Designing for Wisdom: How doctors can be educated to have the will and the skill needed to do the right thing
Dr. Kenneth E. Sharpe
Date: Wednesday, April 19, 2017
Time: 12:00pm to 1:30pm (feel free to bring a bagged lunch)
Locations:
- DHCC 2267 (host venue)
- IRC 305
- PHRM 3321
- MSB 107
- RJH CA 120
- KGH CAC 237
- NHSC 9-374
- Surrey Central City (Manning Room 4109)
Remote:
- Movi E, ID 30215
- Additional locations and video conference options are available. Please email ches.secretary@ubc.ca to process the request.
Abstract
Despite remarkable, even dazzling advances in both diagnosis and treatment, there is a growing discontent with health care, both from patients and from clinicians themselves. In Aristotelian terms one could argue that there has been a focus on the techne, or the technical knowledge and expertise of medicine, but we have failed to develop the phronesis or practical wisdom necessary to do medicine in the best way possible. Practitioners need practical wisdom to make tough, everyday decisions in messy situations where guidelines and checklists fall short. Medicine is filled with ambiguity, with difficult choices between competing values, and with the complexity that comes with navigating the human mind, body and spirit. Rules and incentives are of limited use in getting us to act rightly and can sometimes even undermine our will and skill to do so. So how do we make these choices, and what helps us to make wise choices in these complex circumstances? In this session I will seek to explore the value of practical wisdom for every aspect of doctoring, and will suggest that practical wisdom is the uber virtue necessary for the application of all other virtues in the practice of medicine. I will examine the question of how medical practitioners learn practical wisdom and how such learning can be nurtured, arguing that institutions can be designed to foster the capacity for wise choices—just as they are currently organized to undermine and corrode this capacity.
Biography
Dr.

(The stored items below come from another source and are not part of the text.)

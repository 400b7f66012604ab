//! Declaration mapper: entity name + catalog -> canonical declaration.

use crate::catalog::Catalog;
use crate::declaration::Declaration;
use crate::profile::{DeclarationRule, Profile};

/// A resolved entity usage.
#[derive(Debug, Clone, PartialEq, Eq)]
pub struct Resolution<'p> {
    /// The rule that claimed the name.
    pub rule: &'p DeclarationRule,
    pub declaration: Declaration,
    /// Extra declarations the rule's canonical name pulls in.
    pub companions: Vec<Declaration>,
}

/// Walks the profile's rule table in order against a catalog.
#[derive(Debug, Clone, Copy)]
pub struct DeclarationMapper<'p> {
    profile: &'p Profile,
}

impl<'p> DeclarationMapper<'p> {
    pub fn new(profile: &'p Profile) -> Self {
        Self { profile }
    }

    /// The declaration for `name`, or `None` if no rule's reference file owns it.
    pub fn declaration_for(&self, name: &str, catalog: &Catalog) -> Option<Declaration> {
        self.resolve(name, catalog).map(|r| r.declaration)
    }

    /// Find the first rule, in table order, whose reference file declares `name`.
    ///
    /// Rules whose reference file is absent from the catalog are skipped.
    pub fn resolve(&self, name: &str, catalog: &Catalog) -> Option<Resolution<'p>> {
        let extension = self.profile.reference_extension.as_str();
        let rule = self
            .profile
            .rules
            .iter()
            .find(|rule| catalog.owns(&rule.key, name))?;

        let companions = self
            .profile
            .companions
            .iter()
            .filter(|c| c.trigger == rule.canonical_name)
            .map(|c| Declaration::for_companion(c, extension))
            .collect();

        Some(Resolution {
            rule,
            declaration: Declaration::for_rule(rule, extension),
            companions,
        })
    }
}

#[cfg(test)]
mod tests {
    use super::*;
    use crate::catalog::CatalogBuilder;

    fn catalog(entries: &[(&str, &str)]) -> Catalog {
        let mut builder = CatalogBuilder::new();
        for (identifier, name) in entries {
            builder.add_reference(*identifier, &format!("<!ENTITY {} \"x\">", name));
        }
        builder.build()
    }

    #[test]
    fn test_resolves_entity_from_shared_file() {
        let profile = Profile::builtin().unwrap();
        let catalog = catalog(&[("notes", "safety_note_1")]);
        let decl = DeclarationMapper::new(&profile)
            .declaration_for("safety_note_1", &catalog)
            .unwrap();
        assert_eq!(
            decl.as_str(),
            "\t<!ENTITY % notes PUBLIC \"-//TRG//ENTITIES MIL-STD-40051 Notes REV A 1.0 20241018//EN\" \"../entities/notes.ent\"> %notes;"
        );
    }

    #[test]
    fn test_unknown_name_resolves_to_none() {
        let profile = Profile::builtin().unwrap();
        let catalog = catalog(&[("notes", "safety_note_1")]);
        assert!(DeclarationMapper::new(&profile).resolve("unknown_xyz", &catalog).is_none());
    }

    #[test]
    fn test_first_rule_in_table_order_wins() {
        let profile = Profile::builtin().unwrap();
        let catalog = catalog(&[("warnings", "shared"), ("dimboil", "shared")]);
        let resolution = DeclarationMapper::new(&profile).resolve("shared", &catalog).unwrap();
        assert_eq!(resolution.rule.key, "dimboil");
    }

    #[test]
    fn test_reference_file_without_rule_is_ignored() {
        let profile = Profile::builtin().unwrap();
        let catalog = catalog(&[("local_stuff", "thing")]);
        assert!(DeclarationMapper::new(&profile).resolve("thing", &catalog).is_none());
    }

    #[test]
    fn test_editable_boilerplate_pulls_in_selection_companion() {
        let profile = Profile::builtin().unwrap();
        let catalog = catalog(&[("editboil", "edit.torque")]);
        let resolution = DeclarationMapper::new(&profile).resolve("edit.torque", &catalog).unwrap();

        assert_eq!(resolution.rule.canonical_name, "editable_boilerplate");
        assert_eq!(resolution.companions.len(), 1);
        assert!(resolution.companions[0].as_str().contains("%select_boilerplate;"));
        assert!(resolution.companions[0].as_str().contains("../dtd/boilerplate/selectboil.ent"));
    }

    #[test]
    fn test_plain_rule_has_no_companions() {
        let profile = Profile::builtin().unwrap();
        let catalog = catalog(&[("cautions", "c1")]);
        let resolution = DeclarationMapper::new(&profile).resolve("c1", &catalog).unwrap();
        assert!(resolution.companions.is_empty());
    }
}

Kenneth E. Sharpe is currently an International Visiting Research Scholar at the Peter Wall Institute for Advanced Studies at UBC. He is the William R. Kenan, Jr. Professor of Political Science at Swarthmore College where he teaches political philosophy, practical ethics, Latin American politics, and foreign policy. Professor Sharpe has been a Visiting Professor at Dartmouth College, the University of British Columbia and at the Law School at the University of Colorado. He is co-author, with Professor Barry Schwartz, of Practical Wisdom: The Right Way to Do The Right Thing (Penguin/Riverhead, 2010). Two of his most recent papers on practical wisdom, part of his “Designing for Wisdom” research project, are focused on practical wisdom in physician practice and education.
Accreditation:
The University of British Columbia Division of Continuing Professional Development (UBC CPD) is fully accredited by the Committee on Accreditation of Continuing Medical Education (CACME) to provide study credits for continuing medical education for physicians. This course has been reviewed and approved by the UBC Division of Continuing Professional Development. This Group Learning course meets the certification criteria of the College of Family Physicians of Canada and has been certified by UBC CPD for up to 1.5 Mainpro+ credits. This course is an Accredited Group Learning Activity eligible for up to 1.5 MOC Section 1 credits as defined by the Maintenance of Certification program of the Royal College of Physicians and Surgeons of Canada. Each physician should claim only those credits he/she actually spent in the activity.